= Task prompt =
Across the entries below, please work out how many lines contain the string "PredictionInput" and give only the number.

= Study material =
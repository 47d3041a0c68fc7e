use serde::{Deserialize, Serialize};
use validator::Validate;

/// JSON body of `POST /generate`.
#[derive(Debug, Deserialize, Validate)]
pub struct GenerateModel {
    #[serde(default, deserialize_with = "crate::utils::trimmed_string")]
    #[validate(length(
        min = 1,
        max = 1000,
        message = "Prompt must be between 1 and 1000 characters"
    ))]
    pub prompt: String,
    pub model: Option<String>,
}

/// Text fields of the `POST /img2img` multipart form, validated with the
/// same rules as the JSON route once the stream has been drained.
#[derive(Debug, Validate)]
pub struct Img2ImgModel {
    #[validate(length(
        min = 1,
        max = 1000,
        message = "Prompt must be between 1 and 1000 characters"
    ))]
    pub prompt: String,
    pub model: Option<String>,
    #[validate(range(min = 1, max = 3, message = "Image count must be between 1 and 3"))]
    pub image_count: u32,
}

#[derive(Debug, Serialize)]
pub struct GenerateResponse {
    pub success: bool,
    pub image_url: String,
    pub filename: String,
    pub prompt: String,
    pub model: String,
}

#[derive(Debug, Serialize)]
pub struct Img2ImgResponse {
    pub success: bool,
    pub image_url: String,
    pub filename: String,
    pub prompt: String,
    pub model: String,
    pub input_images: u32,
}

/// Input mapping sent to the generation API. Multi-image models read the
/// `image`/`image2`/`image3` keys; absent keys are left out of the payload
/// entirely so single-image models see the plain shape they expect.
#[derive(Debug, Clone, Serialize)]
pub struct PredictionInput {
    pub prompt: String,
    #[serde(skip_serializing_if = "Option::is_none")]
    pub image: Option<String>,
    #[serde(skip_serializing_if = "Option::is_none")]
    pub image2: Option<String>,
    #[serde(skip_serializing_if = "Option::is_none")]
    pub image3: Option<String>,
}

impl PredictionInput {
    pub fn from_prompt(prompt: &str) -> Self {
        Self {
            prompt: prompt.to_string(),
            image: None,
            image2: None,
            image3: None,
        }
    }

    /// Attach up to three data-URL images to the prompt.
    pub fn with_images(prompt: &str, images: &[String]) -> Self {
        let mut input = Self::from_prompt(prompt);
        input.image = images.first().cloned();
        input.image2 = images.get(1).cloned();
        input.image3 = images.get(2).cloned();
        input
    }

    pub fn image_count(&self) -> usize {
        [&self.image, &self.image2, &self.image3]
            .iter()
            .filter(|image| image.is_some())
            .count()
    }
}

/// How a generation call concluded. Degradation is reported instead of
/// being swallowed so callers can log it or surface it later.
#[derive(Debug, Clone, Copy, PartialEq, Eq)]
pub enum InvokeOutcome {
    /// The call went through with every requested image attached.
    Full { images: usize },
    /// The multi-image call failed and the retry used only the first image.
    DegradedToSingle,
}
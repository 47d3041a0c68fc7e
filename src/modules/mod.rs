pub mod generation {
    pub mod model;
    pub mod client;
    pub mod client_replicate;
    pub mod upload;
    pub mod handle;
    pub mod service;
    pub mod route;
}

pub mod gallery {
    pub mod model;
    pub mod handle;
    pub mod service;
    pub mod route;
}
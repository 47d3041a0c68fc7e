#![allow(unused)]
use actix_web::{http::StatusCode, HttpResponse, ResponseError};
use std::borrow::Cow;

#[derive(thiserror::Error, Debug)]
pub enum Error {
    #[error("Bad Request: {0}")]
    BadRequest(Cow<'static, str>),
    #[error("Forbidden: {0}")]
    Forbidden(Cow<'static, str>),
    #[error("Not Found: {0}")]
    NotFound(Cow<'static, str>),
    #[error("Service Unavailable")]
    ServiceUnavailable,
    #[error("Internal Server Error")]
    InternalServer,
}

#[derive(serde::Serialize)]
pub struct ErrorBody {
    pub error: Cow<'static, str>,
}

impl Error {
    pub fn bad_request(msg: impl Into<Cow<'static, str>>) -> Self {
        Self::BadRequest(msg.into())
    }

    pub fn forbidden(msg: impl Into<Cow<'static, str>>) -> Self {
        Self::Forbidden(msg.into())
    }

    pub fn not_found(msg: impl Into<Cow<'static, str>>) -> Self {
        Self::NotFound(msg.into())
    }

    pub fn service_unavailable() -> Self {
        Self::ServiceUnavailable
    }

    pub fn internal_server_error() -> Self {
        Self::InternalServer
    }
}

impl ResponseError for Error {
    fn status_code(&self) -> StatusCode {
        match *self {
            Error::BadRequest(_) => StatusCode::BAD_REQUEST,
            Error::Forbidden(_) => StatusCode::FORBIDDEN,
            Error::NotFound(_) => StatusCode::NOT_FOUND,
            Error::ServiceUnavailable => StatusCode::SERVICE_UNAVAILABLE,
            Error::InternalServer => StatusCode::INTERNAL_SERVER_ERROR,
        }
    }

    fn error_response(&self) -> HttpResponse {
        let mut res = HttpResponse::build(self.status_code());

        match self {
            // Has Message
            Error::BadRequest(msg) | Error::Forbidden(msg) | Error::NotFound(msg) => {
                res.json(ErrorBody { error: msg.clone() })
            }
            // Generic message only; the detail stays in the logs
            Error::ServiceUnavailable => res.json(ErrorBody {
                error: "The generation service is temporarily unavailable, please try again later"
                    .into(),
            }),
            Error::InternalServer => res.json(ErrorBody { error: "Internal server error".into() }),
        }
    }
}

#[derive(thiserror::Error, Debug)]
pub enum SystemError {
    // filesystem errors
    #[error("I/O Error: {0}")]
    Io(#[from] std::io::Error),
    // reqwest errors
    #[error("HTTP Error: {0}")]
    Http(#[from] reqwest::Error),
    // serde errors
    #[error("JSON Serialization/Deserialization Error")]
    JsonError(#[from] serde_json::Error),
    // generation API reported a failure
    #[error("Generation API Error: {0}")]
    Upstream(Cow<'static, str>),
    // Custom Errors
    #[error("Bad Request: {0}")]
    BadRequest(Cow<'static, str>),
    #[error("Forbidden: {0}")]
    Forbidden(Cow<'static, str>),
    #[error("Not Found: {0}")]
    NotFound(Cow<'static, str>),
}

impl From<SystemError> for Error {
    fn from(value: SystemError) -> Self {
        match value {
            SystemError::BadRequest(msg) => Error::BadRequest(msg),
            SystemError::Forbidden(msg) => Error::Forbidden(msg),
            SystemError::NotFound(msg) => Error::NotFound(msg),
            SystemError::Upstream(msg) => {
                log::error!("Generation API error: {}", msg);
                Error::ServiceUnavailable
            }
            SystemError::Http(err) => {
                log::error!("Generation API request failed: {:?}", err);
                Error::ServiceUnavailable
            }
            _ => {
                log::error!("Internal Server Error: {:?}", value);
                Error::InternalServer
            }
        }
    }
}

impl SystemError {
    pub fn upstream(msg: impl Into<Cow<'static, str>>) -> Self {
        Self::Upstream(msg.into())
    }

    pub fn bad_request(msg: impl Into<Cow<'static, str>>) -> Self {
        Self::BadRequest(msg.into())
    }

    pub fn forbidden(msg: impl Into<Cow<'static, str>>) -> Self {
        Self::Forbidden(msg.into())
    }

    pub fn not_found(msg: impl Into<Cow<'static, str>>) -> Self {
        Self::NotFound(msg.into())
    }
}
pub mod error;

---

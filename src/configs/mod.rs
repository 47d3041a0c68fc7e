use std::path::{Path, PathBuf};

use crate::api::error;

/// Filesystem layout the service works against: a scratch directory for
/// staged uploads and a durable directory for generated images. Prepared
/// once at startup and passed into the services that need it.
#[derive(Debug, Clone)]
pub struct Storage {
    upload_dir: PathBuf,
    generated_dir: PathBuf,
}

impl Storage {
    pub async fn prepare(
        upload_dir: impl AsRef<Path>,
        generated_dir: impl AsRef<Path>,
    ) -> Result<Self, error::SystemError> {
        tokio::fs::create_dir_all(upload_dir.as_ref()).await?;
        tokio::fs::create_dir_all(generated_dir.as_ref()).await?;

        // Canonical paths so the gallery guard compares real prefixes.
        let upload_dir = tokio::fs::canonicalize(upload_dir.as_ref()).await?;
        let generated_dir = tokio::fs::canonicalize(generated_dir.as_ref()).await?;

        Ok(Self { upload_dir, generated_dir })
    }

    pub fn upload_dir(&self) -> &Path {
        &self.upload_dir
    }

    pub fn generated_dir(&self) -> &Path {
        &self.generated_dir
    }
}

= Answer to this problem =
2